━━ GIVEN DATA ━━

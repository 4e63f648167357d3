//! One poll-until-terminal shape for every backend
//!
//! The three backend families finish work differently: OpenStack-style
//! servers are polled for a ready status, vSphere-style calls hand back
//! a task to poll, and playbook runs end when the process exits. All of
//! them reduce to probing an [`Outcome`] until it leaves `Pending`,
//! which is what [`await_outcome`] does. Retry policy for whole
//! operations lives in [`retry_transient`] so it is written once, not
//! per backend.

use std::future::Future;
use std::time::{Duration, Instant};

use tokio_util::sync::CancellationToken;
use tracing::{debug, warn};

use crate::error::{AdapterError, Result};

/// Observation of an in-flight backend operation
#[derive(Debug)]
pub enum Outcome<T> {
    /// The operation has not reached a terminal state yet
    Pending,
    /// The operation finished successfully
    Ready(T),
    /// The backend reported a definitive failure
    Failed(AdapterError),
}

/// Bounded exponential backoff schedule
///
/// Delay for attempt `n` is `initial * 2^n`, capped at `max`.
#[derive(Debug, Clone, Copy)]
pub struct Backoff {
    /// Delay before the first retry
    pub initial: Duration,
    /// Upper bound on any single delay
    pub max: Duration,
}

impl Backoff {
    /// Create a backoff schedule
    pub fn new(initial: Duration, max: Duration) -> Self {
        Self { initial, max }
    }

    /// Delay to sleep before retry number `attempt` (zero-based)
    pub fn delay(&self, attempt: u32) -> Duration {
        let factor = 2u32.saturating_pow(attempt);
        self.initial.saturating_mul(factor).min(self.max)
    }
}

impl Default for Backoff {
    fn default() -> Self {
        Self {
            initial: Duration::from_millis(500),
            max: Duration::from_secs(10),
        }
    }
}

/// Poll `probe` until the operation leaves `Pending`
///
/// Returns the payload on `Ready`, the reported error on `Failed`, and
/// [`AdapterError::StillPending`] if `deadline` expires while the
/// operation is still in flight. A pending timeout is NOT a failure:
/// the backend may still finish the work, so the caller must reconcile
/// before trusting the resource.
///
/// Transient probe errors are tolerated and count against the same
/// deadline; any other probe error aborts the wait.
pub async fn await_outcome<T, F, Fut>(
    mut probe: F,
    backoff: Backoff,
    deadline: Duration,
    cancel: &CancellationToken,
) -> Result<T>
where
    F: FnMut() -> Fut,
    Fut: Future<Output = Result<Outcome<T>>>,
{
    let start = Instant::now();
    let mut attempt: u32 = 0;

    loop {
        if cancel.is_cancelled() {
            return Err(AdapterError::Cancelled);
        }

        match probe().await {
            Ok(Outcome::Ready(value)) => return Ok(value),
            Ok(Outcome::Failed(err)) => return Err(err),
            Ok(Outcome::Pending) => {}
            Err(err) if err.is_retryable() => {
                warn!("probe failed, retrying: {}", err);
            }
            Err(err) => return Err(err),
        }

        let delay = backoff.delay(attempt);
        attempt = attempt.saturating_add(1);

        if start.elapsed() + delay >= deadline {
            debug!("deadline {:?} reached while pending", deadline);
            return Err(AdapterError::StillPending(deadline));
        }

        tokio::select! {
            _ = cancel.cancelled() => return Err(AdapterError::Cancelled),
            _ = tokio::time::sleep(delay) => {}
        }
    }
}

/// Run `op`, retrying transient failures up to `max_attempts` total tries
///
/// Permanent, indeterminate, and pending errors are returned on the
/// first occurrence; only [`AdapterError::Transient`] is retried.
pub async fn retry_transient<T, F, Fut>(
    mut op: F,
    backoff: Backoff,
    max_attempts: u32,
    cancel: &CancellationToken,
) -> Result<T>
where
    F: FnMut() -> Fut,
    Fut: Future<Output = Result<T>>,
{
    let mut attempt: u32 = 0;

    loop {
        if cancel.is_cancelled() {
            return Err(AdapterError::Cancelled);
        }

        match op().await {
            Ok(value) => return Ok(value),
            Err(err) if err.is_retryable() && attempt + 1 < max_attempts => {
                let delay = backoff.delay(attempt);
                warn!(
                    "attempt {}/{} failed ({}), retrying in {:?}",
                    attempt + 1,
                    max_attempts,
                    err,
                    delay
                );
                attempt += 1;
                tokio::select! {
                    _ = cancel.cancelled() => return Err(AdapterError::Cancelled),
                    _ = tokio::time::sleep(delay) => {}
                }
            }
            Err(err) => return Err(err),
        }
    }
}

#[cfg(test)]
mod tests {
    use super::*;
    use std::sync::atomic::{AtomicU32, Ordering};

    fn fast() -> Backoff {
        Backoff::new(Duration::from_millis(1), Duration::from_millis(5))
    }

    #[test]
    fn test_backoff_doubles_and_caps() {
        let b = Backoff::new(Duration::from_millis(100), Duration::from_secs(1));
        assert_eq!(b.delay(0), Duration::from_millis(100));
        assert_eq!(b.delay(1), Duration::from_millis(200));
        assert_eq!(b.delay(2), Duration::from_millis(400));
        assert_eq!(b.delay(3), Duration::from_millis(800));
        assert_eq!(b.delay(4), Duration::from_secs(1));
        assert_eq!(b.delay(30), Duration::from_secs(1));
    }

    #[tokio::test]
    async fn test_ready_after_pending_polls() {
        let polls = AtomicU32::new(0);
        let cancel = CancellationToken::new();

        let result = await_outcome(
            || {
                let n = polls.fetch_add(1, Ordering::SeqCst);
                async move {
                    if n < 3 {
                        Ok(Outcome::Pending)
                    } else {
                        Ok(Outcome::Ready("done"))
                    }
                }
            },
            fast(),
            Duration::from_secs(5),
            &cancel,
        )
        .await;

        assert_eq!(result.unwrap(), "done");
        assert_eq!(polls.load(Ordering::SeqCst), 4);
    }

    #[tokio::test]
    async fn test_failed_outcome_surfaces_error() {
        let cancel = CancellationToken::new();

        let result: Result<()> = await_outcome(
            || async { Ok(Outcome::Failed(AdapterError::quota("cores exhausted"))) },
            fast(),
            Duration::from_secs(5),
            &cancel,
        )
        .await;

        assert!(matches!(result, Err(AdapterError::QuotaExceeded(_))));
    }

    #[tokio::test]
    async fn test_deadline_while_pending_is_still_pending() {
        let cancel = CancellationToken::new();

        let result: Result<()> = await_outcome(
            || async { Ok(Outcome::Pending) },
            fast(),
            Duration::from_millis(20),
            &cancel,
        )
        .await;

        match result {
            Err(AdapterError::StillPending(d)) => assert_eq!(d, Duration::from_millis(20)),
            other => panic!("expected StillPending, got {other:?}"),
        }
    }

    #[tokio::test]
    async fn test_cancellation_interrupts_wait() {
        let cancel = CancellationToken::new();
        let child = cancel.clone();
        tokio::spawn(async move {
            tokio::time::sleep(Duration::from_millis(10)).await;
            child.cancel();
        });

        let result: Result<()> = await_outcome(
            || async { Ok(Outcome::Pending) },
            Backoff::new(Duration::from_millis(50), Duration::from_millis(50)),
            Duration::from_secs(30),
            &cancel,
        )
        .await;

        assert!(matches!(result, Err(AdapterError::Cancelled)));
    }

    #[tokio::test]
    async fn test_transient_probe_errors_are_tolerated() {
        let polls = AtomicU32::new(0);
        let cancel = CancellationToken::new();

        let result = await_outcome(
            || {
                let n = polls.fetch_add(1, Ordering::SeqCst);
                async move {
                    if n == 0 {
                        Err(AdapterError::transient("connection reset"))
                    } else {
                        Ok(Outcome::Ready(42))
                    }
                }
            },
            fast(),
            Duration::from_secs(5),
            &cancel,
        )
        .await;

        assert_eq!(result.unwrap(), 42);
    }

    #[tokio::test]
    async fn test_permanent_probe_error_aborts_wait() {
        let cancel = CancellationToken::new();

        let result: Result<()> = await_outcome(
            || async { Err(AdapterError::auth("token expired")) },
            fast(),
            Duration::from_secs(5),
            &cancel,
        )
        .await;

        assert!(matches!(result, Err(AdapterError::AuthDenied(_))));
    }

    #[tokio::test]
    async fn test_retry_recovers_from_transient_failures() {
        let calls = AtomicU32::new(0);
        let cancel = CancellationToken::new();

        let result = retry_transient(
            || {
                let n = calls.fetch_add(1, Ordering::SeqCst);
                async move {
                    if n < 2 {
                        Err(AdapterError::transient("backend busy"))
                    } else {
                        Ok("started")
                    }
                }
            },
            fast(),
            4,
            &cancel,
        )
        .await;

        assert_eq!(result.unwrap(), "started");
        assert_eq!(calls.load(Ordering::SeqCst), 3);
    }

    #[tokio::test]
    async fn test_retry_attempts_are_capped() {
        let calls = AtomicU32::new(0);
        let cancel = CancellationToken::new();

        let result: Result<()> = retry_transient(
            || {
                calls.fetch_add(1, Ordering::SeqCst);
                async { Err(AdapterError::transient("backend busy")) }
            },
            fast(),
            3,
            &cancel,
        )
        .await;

        assert!(matches!(result, Err(AdapterError::Transient(_))));
        assert_eq!(calls.load(Ordering::SeqCst), 3);
    }

    #[tokio::test]
    async fn test_retry_never_repeats_permanent_errors() {
        let calls = AtomicU32::new(0);
        let cancel = CancellationToken::new();

        let result: Result<()> = retry_transient(
            || {
                calls.fetch_add(1, Ordering::SeqCst);
                async { Err(AdapterError::quota("cores exhausted")) }
            },
            fast(),
            5,
            &cancel,
        )
        .await;

        assert!(matches!(result, Err(AdapterError::QuotaExceeded(_))));
        assert_eq!(calls.load(Ordering::SeqCst), 1);
    }
}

━━━

Lines from the start of the records through the one containing "exits. All of" are what should be retyped, exactly and in full, both ends included.

• ANSWER BOX:
repository 4e63f648167357d3
//! One poll-until-terminal shape for every backend
//!
//! The three backend families finish work differently: OpenStack-style
//! servers are polled for a ready status, vSphere-style calls hand back
//! a task to poll, and playbook runs end when the process exits. All of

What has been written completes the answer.